**PROBLEM REQUIREMENTS:** Beneath this task is a listing; tally its lines that contain "format" and give only the total.

**THE INPUT:**
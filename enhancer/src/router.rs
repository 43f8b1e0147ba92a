//! Concurrency-bounded fan-out of feedback items to the apply bridge.

use std::sync::Arc;

use futures::future::join_all;
use tokio::sync::Semaphore;
use tracing::{debug, info, instrument, warn};

use crate::core::batch::{BatchItem, BatchResponse, ItemOutcome, ItemResult};
use crate::io::bridge::ApplyClient;

pub const DEFAULT_MAX_CONCURRENCY: usize = 4;

#[derive(Debug, Clone, PartialEq, Eq, thiserror::Error)]
pub enum RouterError {
    #[error("{0}")]
    BadRequest(String),
}

/// Send every item to `client` with at most `max_concurrency` calls in flight.
///
/// Results come back in input order. Individual failures are reported in the
/// item's result; only an empty batch is an error.
#[instrument(skip_all, fields(items = items.len(), max_concurrency = max_concurrency))]
pub async fn dispatch<C: ApplyClient + ?Sized>(
    client: &C,
    items: Vec<BatchItem>,
    max_concurrency: usize,
) -> Result<BatchResponse, RouterError> {
    if items.is_empty() {
        return Err(RouterError::BadRequest("payload cannot be empty".to_string()));
    }
    let limiter = Arc::new(Semaphore::new(max_concurrency.max(1)));

    let units = items.into_iter().map(|item| {
        let limiter = Arc::clone(&limiter);
        async move {
            let request = item.to_request();
            let outcome = {
                // The semaphore is never closed, so acquire only fails if that changes.
                let _permit = limiter.acquire().await.ok();
                debug!(index = item.index, "dispatching item");
                client.apply(&request).await
            };
            match outcome {
                Ok(result) => ItemResult {
                    index: item.index,
                    outcome: ItemOutcome::Ok { result },
                },
                Err(err) => {
                    warn!(index = item.index, error = %err, "item failed");
                    ItemResult {
                        index: item.index,
                        outcome: ItemOutcome::Error {
                            error: err.to_item_error(),
                        },
                    }
                }
            }
        }
    });

    let response = BatchResponse::assemble(join_all(units).await);
    info!(status = ?response.status, "batch dispatched");
    Ok(response)
}
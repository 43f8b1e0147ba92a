//! Stable exit codes for `enhancer` commands.

/// Command succeeded.
pub const OK: i32 = 0;
/// Pipeline, agent run or I/O failure.
pub const FAILED: i32 = 1;
/// Invalid input or configuration.
pub const INVALID: i32 = 2;
/// A versioned store changed since it was read.
pub const CONFLICT: i32 = 3;
/// Cancelled by SIGINT.
pub const INTERRUPTED: i32 = 130;
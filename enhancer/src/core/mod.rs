//! Deterministic, pure logic shared by the enhancement loop.
//!
//! Core modules must be free of I/O side effects. They operate on in-memory
//! data structures and return deterministic outputs suitable for tests.

pub mod attempts;
pub mod batch;
pub mod digest;
pub mod env_file;
pub mod types;
//! Frontend enhancement loop: capture a screenshot, ask for UI feedback, and
//! hand the feedback to a code agent that edits the target repository.
//!
//! The crate is split in two layers:
//!
//! - **[`core`]**: Pure, deterministic logic (payload shapes, batch
//!   normalization, env-file rendering, retry rule, directory naming).
//! - **[`io`]**: Side effects (HTTP step clients, the code agent process,
//!   versioned config stores, artifacts).
//!
//! [`pipeline`] and [`router`] coordinate the two; `enhancer-services` hosts the
//! router and the apply bridge over HTTP.

pub mod core;
pub mod error;
pub mod exit_codes;
pub mod io;
pub mod logging;
pub mod pipeline;
pub mod router;
#[cfg(any(test, feature = "test-support"))]
pub mod test_support;
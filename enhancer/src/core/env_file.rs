//! Line-oriented `KEY=value` documents.
//!
//! Parsing keeps every line: blank lines, comments and lines without `=` are
//! retained verbatim as opaque entries so rendering can rewrite only the keys
//! being updated.

/// One line of an env document.
#[derive(Debug, Clone, PartialEq, Eq)]
pub struct EnvEntry {
    pub raw: String,
    pub key: Option<String>,
    pub value: Option<String>,
}

impl EnvEntry {
    fn opaque(line: &str) -> Self {
        Self {
            raw: line.to_string(),
            key: None,
            value: None,
        }
    }
}

/// Parse a document into entries, one per line.
pub fn parse(text: &str) -> Vec<EnvEntry> {
    text.lines().map(parse_line).collect()
}

fn parse_line(line: &str) -> EnvEntry {
    let stripped = line.trim();
    if stripped.is_empty() || stripped.starts_with('#') {
        return EnvEntry::opaque(line);
    }
    let Some((key, value)) = line.split_once('=') else {
        return EnvEntry::opaque(line);
    };
    EnvEntry {
        raw: line.to_string(),
        key: Some(key.trim().to_string()),
        value: Some(value.to_string()),
    }
}

/// Ordered key/value view of parsed entries. A repeated key keeps its first
/// position and its last value.
pub fn values(entries: &[EnvEntry]) -> Vec<(String, String)> {
    let mut values: Vec<(String, String)> = Vec::new();
    for entry in entries {
        let Some(key) = &entry.key else { continue };
        let value = entry.value.clone().unwrap_or_default();
        match values.iter_mut().find(|(existing, _)| existing == key) {
            Some(slot) => slot.1 = value,
            None => values.push((key.clone(), value)),
        }
    }
    values
}

/// Render entries with `updates` applied.
///
/// Every line whose key is updated is rewritten in place, duplicates
/// included, so [`values`] agrees with the update. Keys not present are
/// appended after a blank separator line. Everything else is kept as-is.
pub fn render(entries: &[EnvEntry], updates: &[(String, String)]) -> String {
    let mut pending: Vec<(String, String, bool)> = Vec::new();
    for (key, value) in updates {
        match pending.iter_mut().find(|(existing, _, _)| existing == key) {
            Some(slot) => slot.1 = value.clone(),
            None => pending.push((key.clone(), value.clone(), false)),
        }
    }

    let mut lines: Vec<String> = Vec::with_capacity(entries.len() + pending.len() + 1);
    for entry in entries {
        let update = match &entry.key {
            Some(key) => pending
                .iter_mut()
                .find(|(pending_key, _, _)| pending_key == key),
            None => None,
        };
        match update {
            Some((key, value, written)) => {
                *written = true;
                lines.push(format!("{key}={value}"));
            }
            None => lines.push(entry.raw.clone()),
        }
    }

    let appended: Vec<&(String, String, bool)> =
        pending.iter().filter(|(_, _, written)| !written).collect();
    if !appended.is_empty() {
        if lines.last().is_some_and(|line| !line.is_empty()) {
            lines.push(String::new());
        }
        for (key, value, _) in appended {
            lines.push(format!("{key}={value}"));
        }
    }

    let mut rendered = lines.join("\n");
    if !rendered.is_empty() && !rendered.ends_with('\n') {
        rendered.push('\n');
    }
    rendered
}

/// Ensure a non-empty document ends with a newline.
pub fn normalize_document(content: &str) -> String {
    if content.is_empty() || content.ends_with('\n') {
        content.to_string()
    } else {
        format!("{content}\n")
    }
}

#[cfg(test)]
mod tests {
    use super::*;

    fn updates(pairs: &[(&str, &str)]) -> Vec<(String, String)> {
        pairs
            .iter()
            .map(|(k, v)| (k.to_string(), v.to_string()))
            .collect()
    }

    #[test]
    fn render_rewrites_in_place_and_appends_after_blank_line() {
        let entries = parse("FOO=one\n\nBAR=two\n");
        let rendered = render(&entries, &updates(&[("FOO", "alpha"), ("BAZ", "new")]));
        assert_eq!(rendered, "FOO=alpha\n\nBAR=two\n\nBAZ=new\n");
    }

    #[test]
    fn comments_and_unparsed_lines_survive_untouched() {
        let text = "# service urls\n  SPACED = keep \nnot a pair\nTOKEN=abc=def\n";
        let entries = parse(text);
        assert_eq!(entries[0].key, None);
        assert_eq!(entries[1].key.as_deref(), Some("SPACED"));
        assert_eq!(entries[1].value.as_deref(), Some(" keep "));
        assert_eq!(entries[2].key, None);
        assert_eq!(entries[3].value.as_deref(), Some("abc=def"));

        assert_eq!(render(&entries, &[]), text);
    }

    #[test]
    fn append_to_document_ending_in_blank_line_does_not_double_separate() {
        let entries = parse("A=1\n\n");
        let rendered = render(&entries, &updates(&[("B", "2")]));
        assert_eq!(rendered, "A=1\n\nB=2\n");
    }

    #[test]
    fn render_into_empty_document() {
        let rendered = render(&[], &updates(&[("ONLY", "x")]));
        assert_eq!(rendered, "ONLY=x\n");
    }

    #[test]
    fn values_preserve_first_position() {
        let entries = parse("A=1\nB=2\nA=3\n");
        assert_eq!(
            values(&entries),
            vec![
                ("A".to_string(), "3".to_string()),
                ("B".to_string(), "2".to_string())
            ]
        );
    }

    #[test]
    fn render_rewrites_every_occurrence_of_a_repeated_key() {
        let entries = parse("A=1\nB=2\nA=3\n");
        let rendered = render(&entries, &updates(&[("A", "9")]));
        assert_eq!(rendered, "A=9\nB=2\nA=9\n");
        assert_eq!(
            values(&parse(&rendered)),
            vec![
                ("A".to_string(), "9".to_string()),
                ("B".to_string(), "2".to_string())
            ]
        );
    }

    #[test]
    fn normalize_document_adds_trailing_newline() {
        assert_eq!(normalize_document("FOO=bar"), "FOO=bar\n");
        assert_eq!(normalize_document(""), "");
        assert_eq!(normalize_document("X=1\n"), "X=1\n");
    }
}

**RESULT OF THE TASK:** 3